AIBU to want to smack her in the face??! Ok, I admit I am full of raging hormones and it is not the sensible thing or a proportionate response! But really???!! What sensible individual in their 30's (so not some silly teenager) doesn't respect that actually getting off your face and staying out all night is not what you do when you have a heavily pregnant wife and two dc at home?! I have just found it so disrespectful towards me- as if I am some silly nagging wife who is a total bore, when really you'd rather drop her and come and party with us?

DH hasn't responded yet, but didn't seem bothered by the comment, in a kind of, "meh, I'm going to do what i said i would do- what i want to do, and what is the right thing to do, i'm not taking any notice." AIBU to be a little upset that he didn't actually point out what a twunt she was being?

OP posts:
NameNameName · 19/02/2016 07:57

I didn't say anything different did I?

It pisses me off generally when shit loads of posters stick the boot in on threads like this, but more so when it's a heavily pregnant woman who's started it. Now you're rolling out the 'pregnancy is not an excuse' bit to justify having a go. Get some self respect.

PaulAnkaTheDog · 19/02/2016 08:10

What are you on about Name?! Get some self respect? I fail to see where anyone lost their self respect, just people having a different opinion from you.

DecaffCoffeeAndRollupsPlease · 19/02/2016 16:15

Women are clearly womens' worst enemy. For doing things like ignoring the responsibility of a DH to his 38w gestation DC, and ignoring the woman who is carrying that child's needs, and suggesting that the need to stay sober is negotiable and unnecessary? Yes, for having that kind of attitude women act like women's worst enemy.

Strokethefurrywall · 19/02/2016 16:35

But it was clearly a Joke! In fact not even really a joke, more of a tongue in cheek passing comment of acknowledgement that he would be attending!

Why everyone is feeling the need to come down on this woman for making such an innocuous comment is anyone's guess.

It's not like she's going to strap him to a table and water board him with vodka shots until he can barely stand. Unsurprisingly, the evening isn't actually about him, it's about the groom, who I'm sure is going to be the one under duress to have a few drinks and probably more so by his male friends than by the females.

I'm sure this woman has many better things to do with herself than worry about the responsibility of an acquaintance to his pregnant wife.

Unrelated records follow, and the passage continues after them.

//! Shared pools: named balances several accounts can pay into and draw from.
//!
//! Pool funds live in the [Ledger] under [AccountId::pool]; this module only
//! tracks who may move them.

use crate::{
    ledger::Ledger,
    state::{self, Domain, Store},
};
use arcade_types::{execution::Rejection, AccountId, Amount};
use serde::{Deserialize, Serialize};
use std::{
    collections::{BTreeMap, BTreeSet},
    sync::{Arc, Mutex, MutexGuard},
};
use tracing::info;

#[derive(Clone, Debug, Serialize, Deserialize)]
struct Pool {
    owner: AccountId,
    #[serde(default)]
    members: BTreeSet<AccountId>,
}

impl Pool {
    fn admits(&self, account: &AccountId) -> bool {
        self.owner == *account || self.members.contains(account)
    }
}

type Pools = BTreeMap<String, Pool>;

pub struct SharedPools {
    pools: Mutex<Pools>,
    ledger: Arc<Ledger>,
    store: Arc<dyn Store>,
}

fn pool_name(name: &str) -> Result<String, Rejection> {
    let name = name.trim().to_lowercase();
    if name.is_empty() {
        return Err(Rejection::invalid("pool name cannot be empty"));
    }
    Ok(name)
}

impl SharedPools {
    pub fn load(ledger: Arc<Ledger>, store: Arc<dyn Store>) -> Self {
        let pools: Pools = state::load(store.as_ref(), Domain::SharedAccounts);
        info!(pools = pools.len(), "loaded shared pools");
        Self {
            pools: Mutex::new(pools),
            ledger,
            store,
        }
    }

    fn lock(&self) -> MutexGuard<'_, Pools> {
        self.pools
            .lock()
            .unwrap_or_else(|poisoned| poisoned.into_inner())
    }

    /// Resolve a pool the caller belongs to, returning its ledger account.
    fn member_account(&self, name: &str, caller: &AccountId) -> Result<AccountId, Rejection> {
        let name = pool_name(name)?;
        let pools = self.lock();
        let pool = pools
            .get(&name)
            .ok_or_else(|| Rejection::invalid(format!("no pool named {name}")))?;
        if !pool.admits(caller) {
            return Err(Rejection::NotPermitted(format!("not a member of {name}")));
        }
        Ok(AccountId::pool(&name))
    }

    pub fn create(&self, owner: &AccountId, name: &str) -> Result<String, Rejection> {
        let name = pool_name(name)?;
        let mut pools = self.lock();
        if pools.contains_key(&name) {
            return Err(Rejection::invalid(format!("pool {name} already exists")));
        }
        pools.insert(
            name.clone(),
            Pool {
                owner: owner.clone(),
                members: BTreeSet::new(),
            },
        );
        state::save(self.store.as_ref(), Domain::SharedAccounts, &*pools);
        info!(%owner, pool = %name, "pool created");
        Ok(name)
    }

    /// Only the owner may add members.
    pub fn add_member(
        &self,
        caller: &AccountId,
        name: &str,
        member: &AccountId,
    ) -> Result<String, Rejection> {
        let name = pool_name(name)?;
        let mut pools = self.lock();
        let pool = pools
            .get_mut(&name)
            .ok_or_else(|| Rejection::invalid(format!("no pool named {name}")))?;
        if pool.owner != *caller {
            return Err(Rejection::NotPermitted(format!("only the owner manages {name}")));
        }
        pool.members.insert(member.clone());
        state::save(self.store.as_ref(), Domain::SharedAccounts, &*pools);
        Ok(name)
    }

    async fn move_funds(
        &self,
        from: &AccountId,
        to: &AccountId,
        amount: Amount,
    ) -> Result<(), Rejection> {
        if self.ledger.transfer(from, to, amount).await? {
            return Ok(());
        }
        Err(Rejection::InsufficientFunds {
            balance: self.ledger.balance(from).await,
            required: amount,
        })
    }

    /// Move points from the caller into the pool. Returns the pool balance.
    pub async fn deposit(
        &self,
        caller: &AccountId,
        name: &str,
        amount: Amount,
    ) -> Result<Amount, Rejection> {
        let pool = self.member_account(name, caller)?;
        self.move_funds(caller, &pool, amount).await?;
        Ok(self.ledger.balance(&pool).await)
    }

    /// Move points from the pool to the caller. Returns the pool balance.
    pub async fn withdraw(
        &self,
        caller: &AccountId,
        name: &str,
        amount: Amount,
    ) -> Result<Amount, Rejection> {
        let pool = self.member_account(name, caller)?;
        self.move_funds(&pool, caller, amount).await?;
        Ok(self.ledger.balance(&pool).await)
    }

    pub async fn balance(&self, caller: &AccountId, name: &str) -> Result<Amount, Rejection> {
        let pool = self.member_account(name, caller)?;
        Ok(self.ledger.balance(&pool).await)
    }
}

#[cfg(test)]
mod tests {
    use super::*;
    use crate::state::Memory;

    #[tokio::test]
    async fn test_pool_lifecycle() {
        let store = Arc::new(Memory::default());
        let ledger = Arc::new(Ledger::load(store.clone()));
        let pools = SharedPools::load(ledger.clone(), store.clone());
        let owner = AccountId::from("owner");
        let friend = AccountId::from("friend");
        let stranger = AccountId::from("stranger");
        ledger.credit(&owner, 500).await.unwrap();
        ledger.credit(&friend, 100).await.unwrap();

        assert_eq!(pools.create(&owner, " Family ").unwrap(), "family");
        assert!(pools.create(&friend, "family").is_err());
        assert!(matches!(
            pools.add_member(&friend, "family", &friend),
            Err(Rejection::NotPermitted(_))
        ));
        pools.add_member(&owner, "family", &friend).unwrap();

        assert_eq!(pools.deposit(&owner, "family", 300).await.unwrap(), 300);
        assert_eq!(pools.withdraw(&friend, "family", 120).await.unwrap(), 180);
        assert_eq!(ledger.balance(&friend).await, 220);
        assert!(matches!(
            pools.withdraw(&friend, "family", 1_000).await,
            Err(Rejection::InsufficientFunds {
                balance: 180,
                required: 1_000
            })
        ));
        assert!(matches!(
            pools.balance(&stranger, "family").await,
            Err(Rejection::NotPermitted(_))
        ));

        // Membership survives a reload.
        let reloaded = SharedPools::load(ledger, store);
        assert_eq!(reloaded.balance(&friend, "FAMILY").await.unwrap(), 180);
    }
}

Whathaveilost · 19/02/2016 16:44

What a bonkers thread by some folk!
First of all I think th OP is being unreasonable
Secondly I would say it wasn't a joke as such , just banter, she was just having an email conversation and no doubt just joshing. I doubt whether she gives a shit whether the OPs DH drinks or not!

People have said things like this to me and I've said stuff like it. It's just lighthearted chat that means nowt!

I guess she is probably responding to your DHs long winded explanation as to why he won't be drinking . She probably wasn't interested in all that unnecessary detail. Just needs to know if he was coming or not.

she does deserve a smack in the mouth. < sigh>. Idiot alert!